A production AI agent is not a static system. It evolves under the pressure of several simultaneous forces, and each one can degrade quality progressively and invisibly.

The first force is model change. Inference API providers update their models silently or with minimal notice. A model from November 2024 is not identical to its March 2025 version. It may behave differently on certain request categories without any infrastructure metric catching it: latency stays flat, HTTP error rates stay flat, but response quality drifts.

The second force is distribution shift in user requests. In production, users ask questions the team never anticipated. The cases covered by test suites may have represented 80% of expected queries at launch. Six months in, unexpected request types account for 40% of real traffic. The agent was never evaluated on those. Nobody knows how it performs.

The third force is changes in external context: documents updated in a RAG knowledge base, third-party APIs whose schemas evolve, tools whose behavior shifts with their own releases. Every external dependency is a potential source of drift, even when the agent itself has not changed a single line of code.

A survey published on arXiv in March 2025 on the evaluation of LLM-based agents identifies this structural problem: static evaluations, built once on a fixed dataset, cannot capture the dynamic drift of agents in production. Evaluation must be a continuous process, not a one-time audit conducted before deployment.

Building a proprietary eval set: the non-negotiable starting point

The most common mistake is evaluating an agent against generic benchmarks: MMLU, HumanEval, SWE-bench. These benchmarks measure the general capabilities of the underlying model. They do not measure whether your agent correctly handles the requests of your actual users, with your tools, in your business context.

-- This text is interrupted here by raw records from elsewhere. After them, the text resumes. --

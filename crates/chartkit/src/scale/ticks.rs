//! Tick generation and tick label formatting.

/// Upper bound on ticks a generator produces, whatever the options ask for.
const MAX_GENERATED_TICKS: f64 = 1000.0;

/// One tick of a scale.
#[derive(Debug, Clone, PartialEq)]
pub struct Tick {
    /// Data value (category scales: absolute label index).
    pub value: f64,
    /// Formatted label; empty for unlabelled minor ticks.
    pub label: String,
    /// Major ticks carry a label.
    pub major: bool,
}

impl Tick {
    pub fn new(value: f64, label: impl Into<String>) -> Self {
        Self {
            value,
            label: label.into(),
            major: true,
        }
    }
}

/// A "nice" number close to `range`: 1, 2, 5 or 10 times a power of ten.
///
/// With `round` the closest nice number is picked, otherwise the smallest
/// one not below `range`.
pub fn nice_num(range: f64, round: bool) -> f64 {
    if !range.is_finite() || range <= 0.0 {
        return 1.0;
    }

    let exponent = range.log10().floor();
    let magnitude = 10f64.powf(exponent);
    let fraction = range / magnitude;

    let nice_fraction = if round {
        if fraction < 1.5 {
            1.0
        } else if fraction < 3.0 {
            2.0
        } else if fraction < 7.0 {
            5.0
        } else {
            10.0
        }
    } else if fraction <= 1.0 {
        1.0
    } else if fraction <= 2.0 {
        2.0
    } else if fraction <= 5.0 {
        5.0
    } else {
        10.0
    };

    nice_fraction * magnitude
}

fn almost_equal(a: f64, b: f64, epsilon: f64) -> bool {
    (a - b).abs() < epsilon
}

fn almost_whole(value: f64, epsilon: f64) -> bool {
    let rounded = value.round();
    rounded - epsilon < value && rounded + epsilon > value
}

/// Inputs of the linear tick generator.
#[derive(Debug, Clone, Copy, PartialEq)]
pub struct LinearTickParams {
    /// Explicit lower bound from the tick options.
    pub min: Option<f64>,
    /// Explicit upper bound from the tick options.
    pub max: Option<f64>,
    pub step_size: Option<f64>,
    pub max_ticks: usize,
}

/// Generate evenly spaced ticks covering `[data_min, data_max]`, ascending.
///
/// Explicit bounds replace the first and last nice tick, which may leave the
/// outer intervals shorter than the spacing.
pub fn generate_linear_ticks(params: LinearTickParams, data_min: f64, data_max: f64) -> Vec<f64> {
    let max_ticks = params.max_ticks.max(2) as f64;
    let auto_spacing = || nice_num(nice_num(data_max - data_min, false) / (max_ticks - 1.0), true);

    let mut spacing = match params.step_size {
        Some(step) if step > 0.0 && step.is_finite() => step,
        _ => auto_spacing(),
    };
    if (data_max - data_min) / spacing > MAX_GENERATED_TICKS {
        tracing::warn!(spacing, data_min, data_max, "tick step too small, using nice spacing");
        spacing = auto_spacing();
    }

    let mut nice_min = (data_min / spacing).floor() * spacing;
    let mut nice_max = (data_max / spacing).ceil() * spacing;

    if let (Some(min), Some(max), Some(step)) = (params.min, params.max, params.step_size)
        && step > 0.0
        && almost_whole((max - min) / step, spacing / 1000.0)
    {
        nice_min = min;
        nice_max = max;
    }

    let spaces = (nice_max - nice_min) / spacing;
    let num_spaces = if almost_equal(spaces, spaces.round(), spacing / 1000.0) {
        spaces.round()
    } else {
        spaces.ceil()
    }
    .max(0.0) as usize;

    let mut ticks = Vec::with_capacity(num_spaces + 1);
    ticks.push(params.min.unwrap_or(nice_min));
    for j in 1..num_spaces {
        ticks.push(nice_min + j as f64 * spacing);
    }
    ticks.push(params.max.unwrap_or(nice_max));
    ticks
}

/// Inputs of the logarithmic tick generator.
#[derive(Debug, Clone, Copy, PartialEq)]
pub struct LogTickParams {
    pub min: Option<f64>,
    pub max: Option<f64>,
}

/// Generate the significands 1..9 of every decade in `[data_min, data_max]`,
/// ascending. A zero minimum emits `0` and continues from the decade of
/// `min_not_zero`.
pub fn generate_log_ticks(
    params: LogTickParams,
    data_min: f64,
    data_max: f64,
    min_not_zero: f64,
) -> Vec<f64> {
    let end_exp = data_max.log10().floor();
    let end_significand = (data_max / 10f64.powf(end_exp)).ceil();

    let mut ticks = Vec::new();
    let start = params.min.filter(|min| *min > 0.0).or_else(|| {
        let min = params.min.unwrap_or(data_min);
        if min > 0.0 {
            Some(decade_value(1.0, min.log10().floor()))
        } else {
            ticks.push(0.0);
            (min_not_zero > 0.0).then_some(min_not_zero)
        }
    });
    let Some(first) = start.filter(|v| v.is_finite()) else {
        ticks.push(params.max.unwrap_or(data_max));
        return ticks;
    };

    let mut exp = first.log10().floor();
    let mut significand = (first / 10f64.powf(exp)).floor().max(1.0);
    let mut tick_value = if ticks.is_empty() {
        first
    } else {
        decade_value(significand, exp)
    };

    if !end_exp.is_finite() {
        ticks.push(params.max.unwrap_or(tick_value));
        return ticks;
    }

    loop {
        ticks.push(tick_value);

        significand += 1.0;
        if significand == 10.0 {
            significand = 1.0;
            exp += 1.0;
        }
        tick_value = decade_value(significand, exp);

        let more = exp < end_exp || (exp == end_exp && significand < end_significand);
        if !more || ticks.len() as f64 > MAX_GENERATED_TICKS {
            break;
        }
    }

    ticks.push(params.max.unwrap_or(tick_value));
    ticks
}

/// `significand * 10^exp`, dividing for negative exponents so 0.1, 0.2, ...
/// come out exact.
fn decade_value(significand: f64, exp: f64) -> f64 {
    if exp < 0.0 {
        significand / 10f64.powf(-exp)
    } else {
        significand * 10f64.powf(exp)
    }
}

/// Label for a linear tick: decimals follow the spacing of the tick list.
pub fn format_linear_label(value: f64, ticks: &[f64]) -> String {
    if value == 0.0 {
        return "0".to_owned();
    }

    let mut delta = match ticks {
        [_, b, c, _, ..] => c - b,
        [a, b, ..] => b - a,
        _ => 0.0,
    };
    if delta.abs() > 1.0 && value != value.floor() {
        delta = value - value.floor();
    }

    let decimals = if delta == 0.0 || !delta.is_finite() {
        0
    } else {
        (-delta.abs().log10().floor()).clamp(0.0, 20.0) as usize
    };
    format!("{:.*}", decimals, value)
}

/// Exponential notation with an explicit exponent sign: `1e+2`, `5e-1`.
pub fn format_exponential(value: f64) -> String {
    let formatted = format!("{:e}", value);
    match formatted.split_once('e') {
        Some((mantissa, exponent)) if !exponent.starts_with('-') => {
            format!("{}e+{}", mantissa, exponent)
        }
        _ => formatted,
    }
}

/// Label for a logarithmic tick, and whether the tick is major.
///
/// Significands 1, 2 and 5 and the outermost ticks are labelled; everything
/// else gets an empty label.
pub fn format_log_label(value: f64, index: usize, count: usize) -> (String, bool) {
    if value == 0.0 {
        return ("0".to_owned(), true);
    }

    let remain = value / 10f64.powf(value.abs().log10().floor());
    let is_nice = [1.0, 2.0, 5.0]
        .iter()
        .any(|nice| almost_equal(remain, *nice, 1e-9));
    let is_edge = index == 0 || index + 1 == count;

    if is_nice || is_edge {
        (format_exponential(value), true)
    } else {
        (String::new(), false)
    }
}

A proprietary eval set is a dataset built from your own production traffic. Building it follows four steps.

Sample real requests. From the moment production traffic starts, collect a representative sample of handled queries: 200 to 500 examples is a solid starting point to cover the distribution of use cases. Include common cases, edge cases flagged by users, and legitimate refusal cases, meaning out-of-scope requests the agent should gracefully decline.

Annotate reference outputs. For each query in the sample, document the expected response or, for multi-step agentic tasks, the expected trajectory: which tools should be called, in what order, with what parameters. This annotation is done by domain experts, not just engineers. The business side knows what "correct" looks like in the organization's context.

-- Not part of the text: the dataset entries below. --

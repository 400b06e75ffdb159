//! Logging bootstrap built on `tracing-subscriber`.

use tracing_subscriber::EnvFilter;

/// Filter used when `RUST_LOG` is not set.
pub const DEFAULT_FILTER: &str = "info,chartkit=debug";

/// Install a formatted subscriber honouring `RUST_LOG`.
pub fn init() {
    init_with_filter(DEFAULT_FILTER);
}

/// Install a formatted subscriber with the given fallback directives.
///
/// Calling this more than once (or after another subscriber was installed)
/// is harmless; the existing subscriber stays active.
pub fn init_with_filter(directives: &str) {
    let filter =
        EnvFilter::try_from_default_env().unwrap_or_else(|_| EnvFilter::new(directives));

    if tracing_subscriber::fmt()
        .with_env_filter(filter)
        .try_init()
        .is_err()
    {
        tracing::debug!("global tracing subscriber already installed");
    }
}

Set acceptability thresholds. Formally define the minimum score on each evaluation dimension for an agent version to be considered deployable. These thresholds are validated by the business before the first deployment, not revised downward when scores disappoint.

Version the dataset. The eval set evolves over time: add new cases that emerged in production, remove obsolete ones, update reference responses when expected behavior changes. Tag each dataset version so score comparisons across releases remain valid.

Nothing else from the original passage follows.